When You Shouldn’t Consume Turmericby Carissa - March 7th, 2016
Carissa Andrews is a freelance writer, graphic designer, and author. You can learn more about her at her website.
There are very few herbs that can tout the beneficial aspects which have been attributed to Turmeric; a staple in Indian cuisine and curry dishes. When consumed by an otherwise healthy adult or child, turmeric—or more directly curcumin, a substance found in turmeric—can alleviate a whole host of ailments from indigestion, to reducing inflammation, and it’s even being studied for making headway with cancer cells. Though, in most American and Canadian diets, turmeric may not be a standard staple, more people are starting to pay attention to all of its benefits. This means, more and more people are adding it to their favorite dishes, creating teas, or even taking it in medicinal supplementation forms.
However, as with all herbs, they can have interactions with other herbs, supplements, and medications and not all of them are good. Because of this, there are cases when turmeric should not be consumed in any form. This is not to say that turmeric shouldn’t be considered, but simply that you should discuss your options with your doctor. In some cases, turmeric might even be a good substitute option for some of the medications you’re currently taking.
So, if it’s so beneficial, how does someone know when they shouldn’t consume turmeric? Here’s a list of the most prevalent times when turmeric should either not be taken, or should be discussed with your doctor before consumption:
• Pregnant Women – Turmeric has been known to act like a blood thinner, much in the way aspirin does. For this reason, a medicinal dosage (supplements, tinctures; not naturally occurring in food) should be avoided. In the first trimester, too much medicinal turmeric could stimulate the uterus increase the risk of miscarriage and even be tied to certain blood related birth defects for the baby. It’s important to note that eating curry, or having turmeric in small doses in your favorite dish is considered harmless to the pregnancy – but still beneficial for mom.
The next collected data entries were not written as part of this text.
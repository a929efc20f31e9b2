use axum::http::{header, HeaderValue, Method};
use axum::routing::get;
use axum::Router;
use tower_http::cors::{AllowOrigin, CorsLayer};
use tracing::warn;

use crate::handlers::analysis_handlers::service_health;
use crate::routes::{analysis::analysis_routes, gemini::gemini_routes};
use crate::state::AppState;

/// Full router: health probe, analysis and upload routes, CORS for `allowed_origins`.
pub fn build_app(state: AppState, allowed_origins: &[String]) -> Router {
    Router::new()
        .route("/health", get(service_health))
        .nest("/api/gemini", gemini_routes(state))
        .nest("/api/analysis", analysis_routes())
        .layer(cors(allowed_origins))
}

fn cors(allowed_origins: &[String]) -> CorsLayer {
    let origins: Vec<HeaderValue> = allowed_origins
        .iter()
        .filter_map(|origin| match origin.parse::<HeaderValue>() {
            Ok(value) => Some(value),
            Err(_) => {
                warn!(%origin, "ignoring invalid CORS origin");
                None
            }
        })
        .collect();

    CorsLayer::new()
        .allow_origin(AllowOrigin::list(origins))
        .allow_methods([Method::GET, Method::POST, Method::OPTIONS])
        .allow_headers([header::CONTENT_TYPE])
}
• Before Surgery – Due to the blood thinning effect, all turmeric supplements should be ceased a minimum of 2 weeks prior to any surgeries you may be required to have. Otherwise, you run the risk of clotting problems or bleeding excessively. Be sure to tell your doctor or surgeon if you’ve been taking turmeric supplements so they can plan accordingly and give you advice on how to proceed. In some cases, it may be wise to reschedule surgery if you haven’t stopped taking turmeric within the recommended timeframe.
• Blood Thinners - Turmeric has the possibility of strengthening the effects of blood thinning drugs. This of course raises the risk of excessive bleeding if you were to get hurt. People who take medications including warfarin (Coumadin), clopidogrel (Plavix), and aspirin should be particularly careful. Talk to your doctor to find out what they suggest in terms of turmeric usage. A change in medication may be in order if you want to continue consuming turmeric. Depending on the severity behind the reason for your prescription, taking turmeric in place of your medication could be an option. As always, discuss these questions with your doctor to find out what’s right for you and your health.
• Diabetics – Curcumin reduces leptin resistance, lowers insulin resistance, reverses hyperglycemia, reduces inflammation, and activates fat burning gene signals. All of which are beneficial and amazing. However, diabetics should be particularly careful when it comes to ingesting turmeric while on medications to control their diabetes. Taking turmeric can increase the risk of hypoglycemia (low blood sugar) because it can strengthen the effects of the medications they’ve been prescribed. Talk to your doctor to find out if turmeric could interact with the medications you’re on.
• GERD – For those suffering with indigestion and heartburn, turmeric will likely not be the herb for you if you are currently using medications prescribed by your doctor. However, turmeric has been found to be a fantastic anti-inflammatory agent, and according to one study, it was found to be more effective at fighting heartburn and indigestion than a placebo. Again, turmeric has been known to interfere with the action of medications meant to prevent or control GERD symptoms. Turmeric can in turn, increase the production of stomach acid when both medications and turmeric are consumed together. In particular, be careful when taking the following medications with turmeric:
o Cimetidine (Tagamet)
o Famotidine (Pepcid)
o Ranitidine (Zantac)
o Esomeprazole (Nexium)
o Omeprazole (Prilosec)
o Lansoprazole (Prevacid)
For the majority of healthy Americans and Canadians who are interested in supplementing with turmeric, you’ll find this is a highly effective and beneficial herb that most of us aren’t getting enough of in our every day diets. It’s versatile in its distribution; being consumable in raw, tincture, powder, and capsule form. Due to its interactions with other herbs and medications, it’s wise to consult your doctor before starting a medicinal regimen, as we discussed. However, if adding it to your foods for flavor, color, or to get some of the natural benefits, by all means, enjoy. It’s particularly good in teas, smoothies, and even adds a bit of flair to your hollandaise sauce.